Saved data entries
----------

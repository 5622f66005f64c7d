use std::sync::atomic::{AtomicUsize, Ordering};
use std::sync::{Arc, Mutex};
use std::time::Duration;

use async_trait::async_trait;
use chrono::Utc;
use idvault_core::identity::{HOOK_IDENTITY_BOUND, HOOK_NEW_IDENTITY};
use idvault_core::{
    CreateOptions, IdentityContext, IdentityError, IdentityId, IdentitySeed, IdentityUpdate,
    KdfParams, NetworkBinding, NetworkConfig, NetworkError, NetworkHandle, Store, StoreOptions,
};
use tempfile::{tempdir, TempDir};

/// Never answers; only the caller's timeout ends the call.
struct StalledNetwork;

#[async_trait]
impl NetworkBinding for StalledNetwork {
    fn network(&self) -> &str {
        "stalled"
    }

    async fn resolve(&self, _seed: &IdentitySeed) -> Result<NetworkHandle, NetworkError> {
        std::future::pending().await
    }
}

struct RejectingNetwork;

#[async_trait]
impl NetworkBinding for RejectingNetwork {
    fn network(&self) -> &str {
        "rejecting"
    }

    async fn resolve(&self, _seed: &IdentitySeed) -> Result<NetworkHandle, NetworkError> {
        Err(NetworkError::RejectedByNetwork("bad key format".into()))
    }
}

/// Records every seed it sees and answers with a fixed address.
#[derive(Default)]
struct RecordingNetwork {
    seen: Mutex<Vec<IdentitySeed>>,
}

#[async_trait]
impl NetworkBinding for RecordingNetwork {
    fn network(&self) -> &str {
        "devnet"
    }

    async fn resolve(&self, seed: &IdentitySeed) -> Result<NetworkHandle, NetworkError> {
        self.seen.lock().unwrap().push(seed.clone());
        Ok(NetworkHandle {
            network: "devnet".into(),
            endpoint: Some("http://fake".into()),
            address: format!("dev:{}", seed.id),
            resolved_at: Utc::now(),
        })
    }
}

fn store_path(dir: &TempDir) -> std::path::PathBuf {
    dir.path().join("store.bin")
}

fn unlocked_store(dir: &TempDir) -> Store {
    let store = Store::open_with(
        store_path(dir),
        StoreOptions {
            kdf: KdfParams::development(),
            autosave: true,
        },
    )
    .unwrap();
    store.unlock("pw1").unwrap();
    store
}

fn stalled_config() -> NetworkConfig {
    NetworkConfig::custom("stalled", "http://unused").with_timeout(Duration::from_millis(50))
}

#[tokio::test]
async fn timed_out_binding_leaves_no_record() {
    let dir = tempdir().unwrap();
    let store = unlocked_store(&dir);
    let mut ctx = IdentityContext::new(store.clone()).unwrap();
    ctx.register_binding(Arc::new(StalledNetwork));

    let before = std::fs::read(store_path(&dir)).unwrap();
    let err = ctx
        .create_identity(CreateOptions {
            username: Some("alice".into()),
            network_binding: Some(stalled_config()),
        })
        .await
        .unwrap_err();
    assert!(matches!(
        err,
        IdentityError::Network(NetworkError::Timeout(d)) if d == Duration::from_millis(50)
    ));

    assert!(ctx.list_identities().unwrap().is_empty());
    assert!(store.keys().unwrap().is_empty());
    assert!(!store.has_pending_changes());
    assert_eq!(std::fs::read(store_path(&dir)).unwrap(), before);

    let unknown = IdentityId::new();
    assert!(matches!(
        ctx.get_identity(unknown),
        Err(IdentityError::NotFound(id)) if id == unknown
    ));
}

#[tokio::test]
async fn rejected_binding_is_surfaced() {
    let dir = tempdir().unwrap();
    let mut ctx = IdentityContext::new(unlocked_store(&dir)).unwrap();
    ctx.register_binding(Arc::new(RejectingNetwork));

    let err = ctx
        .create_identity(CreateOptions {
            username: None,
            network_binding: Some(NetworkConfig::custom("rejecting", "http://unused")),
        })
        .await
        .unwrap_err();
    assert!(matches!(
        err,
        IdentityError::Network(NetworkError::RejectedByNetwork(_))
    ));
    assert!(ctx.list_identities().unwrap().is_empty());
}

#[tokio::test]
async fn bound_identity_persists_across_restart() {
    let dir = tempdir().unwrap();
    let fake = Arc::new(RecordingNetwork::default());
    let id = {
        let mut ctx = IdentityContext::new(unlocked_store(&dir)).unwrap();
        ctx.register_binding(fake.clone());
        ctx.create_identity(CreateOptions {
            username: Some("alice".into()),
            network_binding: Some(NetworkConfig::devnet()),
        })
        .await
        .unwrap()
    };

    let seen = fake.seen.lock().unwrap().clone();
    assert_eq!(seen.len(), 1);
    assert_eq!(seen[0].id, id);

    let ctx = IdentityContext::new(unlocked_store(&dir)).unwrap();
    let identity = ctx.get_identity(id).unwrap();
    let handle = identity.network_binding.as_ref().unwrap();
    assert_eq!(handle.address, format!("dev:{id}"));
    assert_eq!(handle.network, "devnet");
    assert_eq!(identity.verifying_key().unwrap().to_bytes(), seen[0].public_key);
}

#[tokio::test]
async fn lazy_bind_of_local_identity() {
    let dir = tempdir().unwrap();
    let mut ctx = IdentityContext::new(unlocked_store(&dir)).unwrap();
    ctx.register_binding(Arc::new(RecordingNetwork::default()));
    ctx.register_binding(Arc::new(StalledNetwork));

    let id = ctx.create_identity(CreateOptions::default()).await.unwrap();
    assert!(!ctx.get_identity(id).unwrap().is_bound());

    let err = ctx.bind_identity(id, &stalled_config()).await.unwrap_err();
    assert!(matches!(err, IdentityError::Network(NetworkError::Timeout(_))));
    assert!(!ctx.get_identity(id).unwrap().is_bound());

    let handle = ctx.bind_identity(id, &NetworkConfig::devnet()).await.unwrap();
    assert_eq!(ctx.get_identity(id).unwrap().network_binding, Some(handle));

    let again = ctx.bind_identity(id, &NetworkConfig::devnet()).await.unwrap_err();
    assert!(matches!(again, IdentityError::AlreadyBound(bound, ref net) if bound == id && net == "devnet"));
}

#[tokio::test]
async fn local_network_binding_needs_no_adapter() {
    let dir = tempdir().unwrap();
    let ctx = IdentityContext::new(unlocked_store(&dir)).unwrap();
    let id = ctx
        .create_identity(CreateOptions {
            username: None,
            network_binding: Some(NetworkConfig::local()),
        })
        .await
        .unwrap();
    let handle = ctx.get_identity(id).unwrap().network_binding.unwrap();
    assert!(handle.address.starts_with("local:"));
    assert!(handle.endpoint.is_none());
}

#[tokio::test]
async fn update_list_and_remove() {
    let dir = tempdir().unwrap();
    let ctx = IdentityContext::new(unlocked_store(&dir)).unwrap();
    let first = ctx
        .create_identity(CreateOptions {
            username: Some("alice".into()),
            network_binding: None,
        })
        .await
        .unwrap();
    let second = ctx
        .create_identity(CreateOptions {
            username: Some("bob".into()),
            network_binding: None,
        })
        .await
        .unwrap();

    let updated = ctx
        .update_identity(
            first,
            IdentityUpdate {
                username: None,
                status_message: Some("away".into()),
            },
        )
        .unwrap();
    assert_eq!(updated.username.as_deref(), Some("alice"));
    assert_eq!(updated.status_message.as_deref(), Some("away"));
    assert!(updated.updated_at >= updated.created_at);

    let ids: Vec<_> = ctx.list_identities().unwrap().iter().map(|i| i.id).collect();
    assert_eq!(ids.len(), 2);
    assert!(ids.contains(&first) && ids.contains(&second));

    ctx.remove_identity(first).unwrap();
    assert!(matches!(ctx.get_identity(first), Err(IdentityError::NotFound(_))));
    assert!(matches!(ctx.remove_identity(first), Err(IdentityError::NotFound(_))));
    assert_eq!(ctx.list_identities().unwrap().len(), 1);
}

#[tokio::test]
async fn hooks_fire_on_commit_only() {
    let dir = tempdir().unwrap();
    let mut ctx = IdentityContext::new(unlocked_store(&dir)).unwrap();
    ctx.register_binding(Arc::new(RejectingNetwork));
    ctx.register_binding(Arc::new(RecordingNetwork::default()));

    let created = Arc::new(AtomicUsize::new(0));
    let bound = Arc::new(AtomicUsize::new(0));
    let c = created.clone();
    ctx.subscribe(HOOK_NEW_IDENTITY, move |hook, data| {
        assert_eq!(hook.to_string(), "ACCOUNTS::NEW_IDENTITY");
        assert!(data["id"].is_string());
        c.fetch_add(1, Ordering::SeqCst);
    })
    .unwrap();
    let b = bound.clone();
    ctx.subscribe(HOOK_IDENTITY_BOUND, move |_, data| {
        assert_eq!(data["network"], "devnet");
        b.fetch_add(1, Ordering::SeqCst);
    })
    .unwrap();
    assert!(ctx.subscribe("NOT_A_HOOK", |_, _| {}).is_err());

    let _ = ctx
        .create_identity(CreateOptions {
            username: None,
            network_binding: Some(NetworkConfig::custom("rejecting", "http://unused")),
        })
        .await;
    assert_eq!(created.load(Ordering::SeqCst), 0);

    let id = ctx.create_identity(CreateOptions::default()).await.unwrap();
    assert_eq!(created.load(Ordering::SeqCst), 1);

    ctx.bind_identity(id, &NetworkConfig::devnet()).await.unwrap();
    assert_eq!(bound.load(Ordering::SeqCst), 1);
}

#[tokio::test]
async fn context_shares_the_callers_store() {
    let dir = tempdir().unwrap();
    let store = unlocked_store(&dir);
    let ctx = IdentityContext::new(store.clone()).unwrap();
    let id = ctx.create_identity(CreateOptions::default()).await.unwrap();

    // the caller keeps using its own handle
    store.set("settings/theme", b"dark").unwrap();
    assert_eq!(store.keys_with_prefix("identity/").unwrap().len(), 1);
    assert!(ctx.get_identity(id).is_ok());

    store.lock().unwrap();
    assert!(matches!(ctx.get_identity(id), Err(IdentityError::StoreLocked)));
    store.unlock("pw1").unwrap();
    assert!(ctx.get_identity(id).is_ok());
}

----------

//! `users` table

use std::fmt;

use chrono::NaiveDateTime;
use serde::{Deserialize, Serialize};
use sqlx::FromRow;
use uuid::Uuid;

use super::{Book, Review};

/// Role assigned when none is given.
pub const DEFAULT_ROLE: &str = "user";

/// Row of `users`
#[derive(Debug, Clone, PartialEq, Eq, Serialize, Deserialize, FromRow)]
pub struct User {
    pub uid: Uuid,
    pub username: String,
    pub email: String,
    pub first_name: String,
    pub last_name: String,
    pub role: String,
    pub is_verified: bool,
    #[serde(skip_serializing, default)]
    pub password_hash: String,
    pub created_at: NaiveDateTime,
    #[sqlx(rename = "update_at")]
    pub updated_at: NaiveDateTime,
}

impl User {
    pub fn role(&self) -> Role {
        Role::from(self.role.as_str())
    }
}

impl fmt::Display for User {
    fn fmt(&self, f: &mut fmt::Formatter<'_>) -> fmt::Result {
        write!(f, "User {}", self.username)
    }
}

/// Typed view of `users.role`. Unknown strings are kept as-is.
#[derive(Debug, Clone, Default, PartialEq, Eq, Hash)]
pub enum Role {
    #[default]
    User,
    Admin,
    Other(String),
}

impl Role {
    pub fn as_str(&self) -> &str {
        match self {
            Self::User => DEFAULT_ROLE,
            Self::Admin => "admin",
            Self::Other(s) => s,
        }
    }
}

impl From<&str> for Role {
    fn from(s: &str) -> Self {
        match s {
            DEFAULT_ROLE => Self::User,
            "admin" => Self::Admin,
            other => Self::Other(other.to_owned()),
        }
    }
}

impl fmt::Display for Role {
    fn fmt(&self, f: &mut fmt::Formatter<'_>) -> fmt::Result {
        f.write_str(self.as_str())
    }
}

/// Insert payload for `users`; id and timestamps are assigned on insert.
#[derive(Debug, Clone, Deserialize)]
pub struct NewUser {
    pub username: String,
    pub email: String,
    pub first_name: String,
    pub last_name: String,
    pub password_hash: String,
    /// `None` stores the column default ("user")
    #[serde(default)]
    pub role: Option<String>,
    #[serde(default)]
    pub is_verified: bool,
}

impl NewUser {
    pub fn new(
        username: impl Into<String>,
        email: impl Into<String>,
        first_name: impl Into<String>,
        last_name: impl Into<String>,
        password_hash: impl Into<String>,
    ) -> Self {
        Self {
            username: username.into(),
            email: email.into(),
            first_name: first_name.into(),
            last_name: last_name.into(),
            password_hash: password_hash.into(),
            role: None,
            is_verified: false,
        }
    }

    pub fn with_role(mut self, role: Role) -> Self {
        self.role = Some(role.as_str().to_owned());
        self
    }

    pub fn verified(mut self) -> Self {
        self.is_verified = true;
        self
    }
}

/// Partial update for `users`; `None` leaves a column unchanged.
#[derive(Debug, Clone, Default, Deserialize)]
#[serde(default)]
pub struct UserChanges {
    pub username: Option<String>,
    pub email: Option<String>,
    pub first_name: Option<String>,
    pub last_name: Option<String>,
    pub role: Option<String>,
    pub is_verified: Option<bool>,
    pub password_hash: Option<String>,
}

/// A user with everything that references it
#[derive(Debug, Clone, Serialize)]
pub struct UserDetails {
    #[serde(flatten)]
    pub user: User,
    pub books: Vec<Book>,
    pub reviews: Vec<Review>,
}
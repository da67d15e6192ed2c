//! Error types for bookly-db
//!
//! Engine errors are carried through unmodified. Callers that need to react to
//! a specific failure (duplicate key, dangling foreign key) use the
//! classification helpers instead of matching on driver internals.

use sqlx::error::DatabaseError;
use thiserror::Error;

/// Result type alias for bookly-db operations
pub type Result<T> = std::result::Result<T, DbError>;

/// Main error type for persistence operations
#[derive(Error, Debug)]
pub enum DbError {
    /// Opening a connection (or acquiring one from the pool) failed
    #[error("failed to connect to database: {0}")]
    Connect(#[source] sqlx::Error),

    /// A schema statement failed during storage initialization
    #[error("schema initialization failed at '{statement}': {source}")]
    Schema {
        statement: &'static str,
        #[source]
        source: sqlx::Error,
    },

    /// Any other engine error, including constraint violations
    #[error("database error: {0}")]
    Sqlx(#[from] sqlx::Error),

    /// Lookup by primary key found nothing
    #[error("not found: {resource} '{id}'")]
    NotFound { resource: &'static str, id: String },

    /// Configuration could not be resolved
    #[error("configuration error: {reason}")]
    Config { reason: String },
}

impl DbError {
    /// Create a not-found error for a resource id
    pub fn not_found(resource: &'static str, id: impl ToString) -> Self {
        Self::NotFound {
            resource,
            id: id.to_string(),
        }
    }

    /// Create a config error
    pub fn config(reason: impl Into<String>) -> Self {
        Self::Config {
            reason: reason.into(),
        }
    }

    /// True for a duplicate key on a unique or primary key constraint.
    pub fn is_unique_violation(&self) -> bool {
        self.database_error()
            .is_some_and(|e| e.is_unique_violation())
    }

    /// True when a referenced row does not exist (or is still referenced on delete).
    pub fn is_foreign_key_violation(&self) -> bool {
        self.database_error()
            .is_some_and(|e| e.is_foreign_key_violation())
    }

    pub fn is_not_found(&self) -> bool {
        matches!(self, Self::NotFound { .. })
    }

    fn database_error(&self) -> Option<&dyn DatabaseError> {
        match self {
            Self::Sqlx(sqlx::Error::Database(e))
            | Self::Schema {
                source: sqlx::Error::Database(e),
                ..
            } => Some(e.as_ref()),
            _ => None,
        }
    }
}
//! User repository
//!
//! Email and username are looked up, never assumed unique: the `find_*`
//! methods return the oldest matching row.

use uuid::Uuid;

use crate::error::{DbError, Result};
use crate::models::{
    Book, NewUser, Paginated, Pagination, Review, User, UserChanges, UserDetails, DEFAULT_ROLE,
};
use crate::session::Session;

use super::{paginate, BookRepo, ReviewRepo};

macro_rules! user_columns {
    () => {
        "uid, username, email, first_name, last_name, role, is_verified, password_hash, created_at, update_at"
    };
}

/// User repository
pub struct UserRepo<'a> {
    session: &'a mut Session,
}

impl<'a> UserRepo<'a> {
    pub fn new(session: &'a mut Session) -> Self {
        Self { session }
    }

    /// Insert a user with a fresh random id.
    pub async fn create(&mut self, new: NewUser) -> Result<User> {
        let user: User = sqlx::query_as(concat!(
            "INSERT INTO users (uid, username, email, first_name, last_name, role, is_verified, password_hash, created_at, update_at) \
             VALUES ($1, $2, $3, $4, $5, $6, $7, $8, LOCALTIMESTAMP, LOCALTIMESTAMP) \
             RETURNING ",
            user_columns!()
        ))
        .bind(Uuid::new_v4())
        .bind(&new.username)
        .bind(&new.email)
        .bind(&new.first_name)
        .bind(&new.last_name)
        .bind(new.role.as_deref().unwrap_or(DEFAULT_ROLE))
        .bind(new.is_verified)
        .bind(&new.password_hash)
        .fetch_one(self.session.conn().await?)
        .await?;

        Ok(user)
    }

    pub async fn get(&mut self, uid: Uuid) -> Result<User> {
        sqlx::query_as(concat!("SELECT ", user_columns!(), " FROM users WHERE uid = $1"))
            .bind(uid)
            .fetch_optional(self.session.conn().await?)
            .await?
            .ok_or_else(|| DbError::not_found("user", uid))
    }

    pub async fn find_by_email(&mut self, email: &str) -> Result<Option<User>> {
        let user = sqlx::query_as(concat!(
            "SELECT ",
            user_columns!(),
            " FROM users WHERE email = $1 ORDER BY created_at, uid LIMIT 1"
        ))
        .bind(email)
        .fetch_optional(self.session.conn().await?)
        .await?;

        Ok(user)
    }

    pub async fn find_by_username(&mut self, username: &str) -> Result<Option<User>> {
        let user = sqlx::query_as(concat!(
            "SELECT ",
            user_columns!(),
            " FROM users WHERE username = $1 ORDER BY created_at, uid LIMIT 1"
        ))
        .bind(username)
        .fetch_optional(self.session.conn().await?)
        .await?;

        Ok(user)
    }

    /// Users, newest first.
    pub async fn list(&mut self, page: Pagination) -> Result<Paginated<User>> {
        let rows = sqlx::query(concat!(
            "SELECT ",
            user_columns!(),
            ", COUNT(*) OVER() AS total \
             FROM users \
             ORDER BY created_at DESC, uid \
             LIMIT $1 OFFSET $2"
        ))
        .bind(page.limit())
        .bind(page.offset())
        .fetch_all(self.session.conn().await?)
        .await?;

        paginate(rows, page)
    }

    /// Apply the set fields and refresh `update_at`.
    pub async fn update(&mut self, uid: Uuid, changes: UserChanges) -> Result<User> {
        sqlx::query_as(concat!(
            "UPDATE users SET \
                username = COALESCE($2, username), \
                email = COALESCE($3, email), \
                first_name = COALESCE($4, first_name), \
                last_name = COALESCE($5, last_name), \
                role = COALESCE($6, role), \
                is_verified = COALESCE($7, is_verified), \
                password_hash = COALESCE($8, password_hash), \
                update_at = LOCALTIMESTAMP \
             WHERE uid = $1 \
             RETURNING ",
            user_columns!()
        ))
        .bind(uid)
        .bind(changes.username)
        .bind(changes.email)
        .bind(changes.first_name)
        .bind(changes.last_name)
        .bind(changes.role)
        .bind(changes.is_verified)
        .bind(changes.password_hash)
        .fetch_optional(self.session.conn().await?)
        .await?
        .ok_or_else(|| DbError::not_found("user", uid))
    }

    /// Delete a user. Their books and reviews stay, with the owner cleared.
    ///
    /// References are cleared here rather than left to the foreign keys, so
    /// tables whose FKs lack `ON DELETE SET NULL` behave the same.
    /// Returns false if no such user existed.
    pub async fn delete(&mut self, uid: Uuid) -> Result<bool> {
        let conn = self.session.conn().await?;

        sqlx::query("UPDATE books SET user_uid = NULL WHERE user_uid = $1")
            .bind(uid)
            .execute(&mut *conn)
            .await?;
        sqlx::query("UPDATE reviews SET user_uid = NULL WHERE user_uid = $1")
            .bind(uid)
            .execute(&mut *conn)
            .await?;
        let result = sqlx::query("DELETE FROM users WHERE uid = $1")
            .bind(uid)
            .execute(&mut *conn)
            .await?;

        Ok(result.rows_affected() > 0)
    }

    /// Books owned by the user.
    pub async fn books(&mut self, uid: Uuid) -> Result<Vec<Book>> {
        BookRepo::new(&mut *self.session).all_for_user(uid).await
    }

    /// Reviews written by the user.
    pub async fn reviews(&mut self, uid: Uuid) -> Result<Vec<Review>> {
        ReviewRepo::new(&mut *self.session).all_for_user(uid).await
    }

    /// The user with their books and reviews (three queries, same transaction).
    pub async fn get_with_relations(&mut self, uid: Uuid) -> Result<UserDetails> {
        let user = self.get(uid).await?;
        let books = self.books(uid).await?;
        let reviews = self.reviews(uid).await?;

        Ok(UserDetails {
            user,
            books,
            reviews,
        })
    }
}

----------

WHAT IS REQUIRED. Copy out every line from the records that has the word "http".

EXERCISE RESPONSE.
            endpoint: Some("http://fake".into()),
    NetworkConfig::custom("stalled", "http://unused").with_timeout(Duration::from_millis(50))
            network_binding: Some(NetworkConfig::custom("rejecting", "http://unused")),
            network_binding: Some(NetworkConfig::custom("rejecting", "http://unused")),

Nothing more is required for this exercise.